At least sometimes it may be because he seems to be trying to work high level concepts without haveing done the spade work to lay a proper foundation first.
@Blue Oh I see. Thanks for the help till here.
$$\color{blue}{\Huge{\hbar}}$$
Took me over an year to figure that out
Anonymous
:P
18:24
Mod haxxing
You know in 100 years I think the world will be like the one they've depicted in ready player one
I'll even bet 10 quid
Blue is enjoying the thrill of being a graffiti artist
Anonymous
@AvnishKabaj Yesh!
19:00
@dmckee yeah, there's some of that
but overall they push the quality of the questions up
19:15
Won't argue with that. They are at least looking at higher level issues.
19:44
can i ask a linear algebra question in here?
Quoth the room description: "Don't ask about asking, just ask." :)

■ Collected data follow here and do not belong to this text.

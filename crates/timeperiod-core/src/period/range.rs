// Copyright (c) 2025 Felix Kahle.
//
// Permission is hereby granted, free of charge, to any person obtaining
// a copy of this software and associated documentation files (the
// "Software"), to deal in the Software without restriction, including
// without limitation the rights to use, copy, modify, merge, publish,
// distribute, sublicense, and/or sell copies of the Software, and to
// permit persons to whom the Software is furnished to do so, subject to
// the following conditions:
//
// The above copyright notice and this permission notice shall be
// included in all copies or substantial portions of the Software.
//
// THE SOFTWARE IS PROVIDED "AS IS", WITHOUT WARRANTY OF ANY KIND,
// EXPRESS OR IMPLIED, INCLUDING BUT NOT LIMITED TO THE WARRANTIES OF
// MERCHANTABILITY, FITNESS FOR A PARTICULAR PURPOSE AND
// NONINFRINGEMENT. IN NO EVENT SHALL THE AUTHORS OR COPYRIGHT HOLDERS BE
// LIABLE FOR ANY CLAIM, DAMAGES OR OTHER LIABILITY, WHETHER IN AN ACTION
// OF CONTRACT, TORT OR OTHERWISE, ARISING FROM, OUT OF OR IN CONNECTION
// WITH THE SOFTWARE OR THE USE OR OTHER DEALINGS IN THE SOFTWARE.

use super::{TimePeriod, relation};
use crate::{
    error::PeriodError,
    moment::{MAX_MOMENT, MIN_MOMENT, Moment, saturating_add},
};
use chrono::TimeDelta;
use smallvec::SmallVec;
use std::{
    cmp::{max, min},
    ops::{BitAnd, BitOr},
};

/// A half-open period `[start, end)` between two moments.
///
/// `TimeRange` is the general purpose period value: it supports set
/// operations (intersection, union, difference, gap, split) and, unless it
/// was created read-only, in-place mutation of its bounds.
///
/// # Invariants
/// `start` must always be less than or equal to `end`.
#[derive(Clone, Copy, PartialEq, Eq, PartialOrd, Ord, Hash)]
pub struct TimeRange {
    start: Moment,
    end: Moment,
    read_only: bool,
}

impl TimeRange {
    /// Creates a new `TimeRange`.
    ///
    /// Reversed bounds are swapped, so `new(b, a)` equals `new(a, b)`. Use
    /// [`TimeRange::try_new`] to reject them instead.
    ///
    /// # Examples
    ///
    /// ```rust
    /// # use timeperiod_core::period::{TimePeriod, TimeRange};
    /// # use chrono::{NaiveDate, TimeDelta};
    /// let day = |d| NaiveDate::from_ymd_opt(2024, 1, d).unwrap().and_hms_opt(0, 0, 0).unwrap();
    ///
    /// let r = TimeRange::new(day(10), day(1));
    /// assert_eq!(r.start(), day(1));
    /// assert_eq!(r.duration(), TimeDelta::days(9));
    /// ```
    #[inline]
    pub fn new(start: Moment, end: Moment) -> Self {
        if start <= end {
            Self::new_unchecked(start, end)
        } else {
            Self::new_unchecked(end, start)
        }
    }

    /// Creates a new `TimeRange` if `start <= end`.
    ///
    /// # Errors
    ///
    /// Returns `PeriodError::InvalidRange` if `end < start`.
    #[inline]
    pub fn try_new(start: Moment, end: Moment) -> Result<Self, PeriodError> {
        if start <= end {
            Ok(Self::new_unchecked(start, end))
        } else {
            Err(PeriodError::InvalidRange { start, end })
        }
    }

    /// Creates a new `TimeRange` without reordering the bounds.
    ///
    /// The caller must ensure `start <= end`; this is checked with a
    /// `debug_assert!` only.
    #[inline]
    pub fn new_unchecked(start: Moment, end: Moment) -> Self {
        debug_assert!(
            start <= end,
            "Invalid time range: start must be less than or equal to end"
        );
        Self {
            start,
            end,
            read_only: false,
        }
    }

    /// Creates the range starting at `start` and lasting `duration`.
    ///
    /// A negative duration yields the range ending at `start`. The end
    /// saturates at the sentinels.
    #[inline]
    pub fn from_duration(start: Moment, duration: TimeDelta) -> Self {
        Self::new(start, saturating_add(start, duration))
    }

    /// Creates the degenerate range `[moment, moment]`.
    #[inline]
    pub fn moment(moment: Moment) -> Self {
        Self::new_unchecked(moment, moment)
    }

    /// The unbounded range `[MIN_MOMENT, MAX_MOMENT)`.
    #[inline]
    pub fn anytime() -> Self {
        Self::new_unchecked(MIN_MOMENT, MAX_MOMENT)
    }

    /// Returns a copy with the read-only flag set to `read_only`.
    #[inline]
    pub fn with_read_only(mut self, read_only: bool) -> Self {
        self.read_only = read_only;
        self
    }

    #[inline]
    fn check_modification(&self) -> Result<(), PeriodError> {
        if self.read_only {
            Err(PeriodError::ReadOnly)
        } else {
            Ok(())
        }
    }

    /// Moves the start bound.
    ///
    /// # Errors
    ///
    /// `ReadOnly` for read-only ranges, `InvalidRange` if `start > end`.
    pub fn set_start(&mut self, start: Moment) -> Result<(), PeriodError> {
        self.check_modification()?;
        if start > self.end {
            return Err(PeriodError::InvalidRange {
                start,
                end: self.end,
            });
        }
        self.start = start;
        Ok(())
    }

    /// Moves the end bound.
    ///
    /// # Errors
    ///
    /// `ReadOnly` for read-only ranges, `InvalidRange` if `end < start`.
    pub fn set_end(&mut self, end: Moment) -> Result<(), PeriodError> {
        self.check_modification()?;
        if end < self.start {
            return Err(PeriodError::InvalidRange {
                start: self.start,
                end,
            });
        }
        self.end = end;
        Ok(())
    }

    /// Keeps the start and sets the end to `start + duration`.
    ///
    /// # Errors
    ///
    /// `ReadOnly` for read-only ranges, `InvalidRange` for a negative
    /// duration.
    pub fn set_duration(&mut self, duration: TimeDelta) -> Result<(), PeriodError> {
        self.check_modification()?;
        if duration < TimeDelta::zero() {
            return Err(PeriodError::InvalidRange {
                start: self.start,
                end: saturating_add(self.start, duration),
            });
        }
        self.end = saturating_add(self.start, duration);
        Ok(())
    }

    /// Shifts both bounds by `offset`. Unbounded sides stay unbounded.
    ///
    /// # Errors
    ///
    /// `ReadOnly` for read-only ranges, `OutOfRange` if a bounded side
    /// would leave the representable range.
    pub fn move_by(&mut self, offset: TimeDelta) -> Result<(), PeriodError> {
        self.check_modification()?;
        let shift = |m: Moment| -> Result<Moment, PeriodError> {
            if m == MIN_MOMENT || m == MAX_MOMENT {
                return Ok(m);
            }
            m.checked_add_signed(offset)
                .ok_or(PeriodError::OutOfRange { moment: m })
        };
        let start = shift(self.start)?;
        let end = shift(self.end)?;
        self.start = start;
        self.end = end;
        Ok(())
    }

    /// Moves the start earlier to `moment` if it lies before the start.
    pub fn expand_start_to(&mut self, moment: Moment) -> Result<(), PeriodError> {
        self.check_modification()?;
        if moment < self.start {
            self.start = moment;
        }
        Ok(())
    }

    /// Moves the end later to `moment` if it lies after the end.
    pub fn expand_end_to(&mut self, moment: Moment) -> Result<(), PeriodError> {
        self.check_modification()?;
        if moment > self.end {
            self.end = moment;
        }
        Ok(())
    }

    /// Grows the range to cover `period` as well.
    pub fn expand_to(&mut self, period: &dyn TimePeriod) -> Result<(), PeriodError> {
        self.check_modification()?;
        self.start = min(self.start, period.start());
        self.end = max(self.end, period.end());
        Ok(())
    }

    /// Moves the start later to `moment` if it lies within the range.
    pub fn shrink_start_to(&mut self, moment: Moment) -> Result<(), PeriodError> {
        self.check_modification()?;
        if self.start < moment && moment <= self.end {
            self.start = moment;
        }
        Ok(())
    }

    /// Moves the end earlier to `moment` if it lies within the range.
    pub fn shrink_end_to(&mut self, moment: Moment) -> Result<(), PeriodError> {
        self.check_modification()?;
        if self.start <= moment && moment < self.end {
            self.end = moment;
        }
        Ok(())
    }

    /// Shrinks both bounds towards `period` where `period`'s bounds fall
    /// inside the range.
    pub fn shrink_to(&mut self, period: &dyn TimePeriod) -> Result<(), PeriodError> {
        self.check_modification()?;
        self.shrink_start_to(period.start())?;
        self.shrink_end_to(period.end())
    }

    /// Resets the range to `anytime`.
    pub fn reset(&mut self) -> Result<(), PeriodError> {
        self.check_modification()?;
        self.start = MIN_MOMENT;
        self.end = MAX_MOMENT;
        Ok(())
    }

    /// Calculates the intersection of two ranges.
    ///
    /// Returns `None` unless the ranges intersect (see
    /// [`relation::intersects_with`]); touching ranges therefore have no
    /// intersection, while a moment on a boundary intersects to itself.
    ///
    /// # Examples
    ///
    /// ```rust
    /// # use timeperiod_core::period::TimeRange;
    /// # use chrono::NaiveDate;
    /// let day = |d| NaiveDate::from_ymd_opt(2024, 1, d).unwrap().and_hms_opt(0, 0, 0).unwrap();
    ///
    /// let a = TimeRange::new(day(1), day(10));
    /// let b = TimeRange::new(day(5), day(15));
    /// assert_eq!(a.intersection(&b), Some(TimeRange::new(day(5), day(10))));
    /// assert_eq!(a.intersection(&TimeRange::new(day(10), day(12))), None);
    /// ```
    #[inline]
    pub fn intersection(&self, other: &Self) -> Option<Self> {
        if relation::intersects_with(self, other) {
            Some(Self::new_unchecked(
                max(self.start, other.start),
                min(self.end, other.end),
            ))
        } else {
            None
        }
    }

    /// Calculates the union of two ranges.
    ///
    /// Returns `None` if a gap separates them.
    #[inline]
    pub fn union(&self, other: &Self) -> Option<Self> {
        if self.start <= other.end && other.start <= self.end {
            Some(Self::new_unchecked(
                min(self.start, other.start),
                max(self.end, other.end),
            ))
        } else {
            None
        }
    }

    /// Calculates the set difference `self - other`.
    ///
    /// # Returns
    ///
    /// * 0 ranges: if `other` fully covers `self`.
    /// * 1 range: if `other` clips one side of `self` or does not overlap it.
    /// * 2 ranges: if `other` lies strictly inside `self`.
    ///
    /// # Examples
    ///
    /// ```rust
    /// # use timeperiod_core::period::TimeRange;
    /// # use chrono::NaiveDate;
    /// let day = |d| NaiveDate::from_ymd_opt(2024, 1, d).unwrap().and_hms_opt(0, 0, 0).unwrap();
    ///
    /// let a = TimeRange::new(day(1), day(31));
    /// let diff = a.difference(&TimeRange::new(day(10), day(20)));
    /// assert_eq!(diff.len(), 2);
    /// assert_eq!(diff[0], TimeRange::new(day(1), day(10)));
    /// assert_eq!(diff[1], TimeRange::new(day(20), day(31)));
    /// ```
    pub fn difference(&self, other: &Self) -> SmallVec<Self, 2> {
        if other.is_moment() || !(self.start < other.end && other.start < self.end) {
            return smallvec::smallvec![*self];
        }

        let mut result = SmallVec::new();
        if self.start < other.start {
            result.push(Self::new_unchecked(self.start, other.start));
        }
        if self.end > other.end {
            result.push(Self::new_unchecked(other.end, self.end));
        }
        result
    }

    /// Returns the gap between two ranges separated by a positive distance.
    ///
    /// Returns `None` if the ranges overlap or touch.
    #[inline]
    pub fn gap(&self, other: &Self) -> Option<Self> {
        if self.end < other.start {
            Some(Self::new_unchecked(self.end, other.start))
        } else if other.end < self.start {
            Some(Self::new_unchecked(other.end, self.start))
        } else {
            None
        }
    }

    /// Splits the range into two at `moment`.
    ///
    /// Returns `None` unless `start < moment < end`.
    #[inline]
    pub fn split_at(&self, moment: Moment) -> Option<(Self, Self)> {
        if self.start < moment && moment < self.end {
            Some((
                Self::new_unchecked(self.start, moment),
                Self::new_unchecked(moment, self.end),
            ))
        } else {
            None
        }
    }
}

impl TimePeriod for TimeRange {
    #[inline]
    fn start(&self) -> Moment {
        self.start
    }

    #[inline]
    fn end(&self) -> Moment {
        self.end
    }

    #[inline]
    fn is_read_only(&self) -> bool {
        self.read_only
    }

    /// Replaces both bounds, swapping them if reversed.
    fn setup(&mut self, start: Moment, end: Moment) -> Result<(), PeriodError> {
        self.check_modification()?;
        let (start, end) = if start <= end { (start, end) } else { (end, start) };
        self.start = start;
        self.end = end;
        Ok(())
    }
}

impl BitAnd for TimeRange {
    type Output = Option<Self>;

    #[inline]
    fn bitand(self, rhs: Self) -> Self::Output {
        self.intersection(&rhs)
    }
}

impl BitOr for TimeRange {
    type Output = Option<Self>;

    #[inline]
    fn bitor(self, rhs: Self) -> Self::Output {
        self.union(&rhs)
    }
}

impl Default for TimeRange {
    #[inline]
    fn default() -> Self {
        Self::anytime()
    }
}

impl std::fmt::Debug for TimeRange {
    fn fmt(&self, f: &mut std::fmt::Formatter<'_>) -> std::fmt::Result {
        f.debug_struct("TimeRange")
            .field("start", &self.start)
            .field("end", &self.end)
            .field("read_only", &self.read_only)
            .finish()
    }
}

impl std::fmt::Display for TimeRange {
    fn fmt(&self, f: &mut std::fmt::Formatter<'_>) -> std::fmt::Result {
        write!(f, "[{}, {})", self.start, self.end)
    }
}

impl std::ops::RangeBounds<Moment> for TimeRange {
    fn start_bound(&self) -> std::ops::Bound<&Moment> {
        std::ops::Bound::Included(&self.start)
    }

    fn end_bound(&self) -> std::ops::Bound<&Moment> {
        std::ops::Bound::Excluded(&self.end)
    }
}

impl From<std::ops::Range<Moment>> for TimeRange {
    #[inline]
    fn from(range: std::ops::Range<Moment>) -> Self {
        Self::new(range.start, range.end)
    }
}

impl From<TimeRange> for std::ops::Range<Moment> {
    #[inline]
    fn from(range: TimeRange) -> Self {
        std::ops::Range {
            start: range.start,
            end: range.end,
        }
    }
}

You can find the inverse of an nxn matrix by augmenting with identity of R^n and row-reducing, but what about non-square matrices? A*M = B where all are nxn, can I row-reduce [A | M]?
For non-square matrices, you first need to say what you mean by "inverse"
They can have a left inverse or a right inverse - giving the identity when multiplied from the left or right to the original matrix, respectively
20:00
@ACuriousMind What do you mean exactly?
one inverse given by AR^(-1) and one given by L^(-1)A?
Well, for a n-by-n matrix $A$ you have that $AA^{-1} = A^{-1}A = I_n$ For a n-by-m matrix, you can ask for a left inverse $A^{-1_L} A = I_n$ or a right inverse $AA^{-1_R} = I_m$
20:13
@ACuriousMind But is it possible to augment nxn matrix A with another nxn matrix B and then row-reduce it to find M that solves AM = B like how AA^(-1) = I_n?
@user222141 I think so, but it is not guaranteed that such an $M$ exists nor that it is unique
20:39
@ACuriousMind In this case assuming A and B are both square, nxn
Anonymous
20:56
27
A: Any chance of MathJax in chat?

Ilmari KaronenAs a workaround while this request is pending, there exist several client-side workarounds that can be used to enable LaTeX rendering in chat, including: ChatJax, a set of bookmarklets by robjohn to enable dynamic MathJax support in chat. Commonly used in the Mathematics chat room. An altern...

Anonymous
@user222141 To render MathJax in chat you could install any one of the above bookmarklets or userscripts.
23:06
MathJax doesn't work in Microsoft Edge.